## Your task
Every line below needs to be returned exactly as written.

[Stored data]
+++++

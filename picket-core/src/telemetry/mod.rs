//! Status telemetry
//!
//! `STAT` lines go out on request, after significant events and, while
//! verbose, on a fixed period. The periodic path only decides *when*;
//! the snapshot itself is a pure function of the current state.

use picket_protocol::StatusLine;

use crate::config::TelemetryConfig;
use crate::state::RoverState;

/// Periodic status cadence
#[derive(Debug, Clone)]
pub struct TelemetryReporter {
    period_ms: u32,
    last_emit_ms: Option<u32>,
}

impl TelemetryReporter {
    pub fn new(config: TelemetryConfig) -> Self {
        Self {
            period_ms: config.period_ms,
            last_emit_ms: None,
        }
    }

    /// Whether a periodic `STAT` is due now
    ///
    /// Returns true at most once per period and never while quiet.
    pub fn periodic_due(&mut self, now_ms: u32, verbose: bool) -> bool {
        if !verbose {
            return false;
        }
        if let Some(last) = self.last_emit_ms {
            if now_ms.wrapping_sub(last) < self.period_ms {
                return false;
            }
        }
        self.last_emit_ms = Some(now_ms);
        true
    }
}

/// Build a `STAT` snapshot
pub fn snapshot(state: &RoverState, duty: u8, last_cm_x10: Option<u16>) -> StatusLine {
    StatusLine {
        mode: state.mode().code(),
        duty,
        threshold_cm: state.threshold_cm,
        last_cm_x10,
        sweep: state.sweep_engaged(),
    }
}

+++++

## Answer to this problem
filename picket-core/src/telemetry/mod.rs
//! Status telemetry
//!
//! `STAT` lines go out on request, after significant events and, while
//! verbose, on a fixed period. The periodic path only decides *when*;
//! the snapshot itself is a pure function of the current state.

use picket_protocol::StatusLine;

use crate::config::TelemetryConfig;
use crate::state::RoverState;

/// Periodic status cadence
#[derive(Debug, Clone)]
pub struct TelemetryReporter {
    period_ms: u32,
    last_emit_ms: Option<u32>,
}

impl TelemetryReporter {
    pub fn new(config: TelemetryConfig) -> Self {
        Self {
            period_ms: config.period_ms,
            last_emit_ms: None,
        }
    }

    /// Whether a periodic `STAT` is due now
    ///
    /// Returns true at most once per period and never while quiet.
    pub fn periodic_due(&mut self, now_ms: u32, verbose: bool) -> bool {
        if !verbose {
            return false;
        }
        if let Some(last) = self.last_emit_ms {
            if now_ms.wrapping_sub(last) < self.period_ms {
                return false;
            }
        }
        self.last_emit_ms = Some(now_ms);
        true
    }
}

/// Build a `STAT` snapshot
pub fn snapshot(state: &RoverState, duty: u8, last_cm_x10: Option<u16>) -> StatusLine {
    StatusLine {
        mode: state.mode().code(),
        duty,
        threshold_cm: state.threshold_cm,
        last_cm_x10,
        sweep: state.sweep_engaged(),
    }
}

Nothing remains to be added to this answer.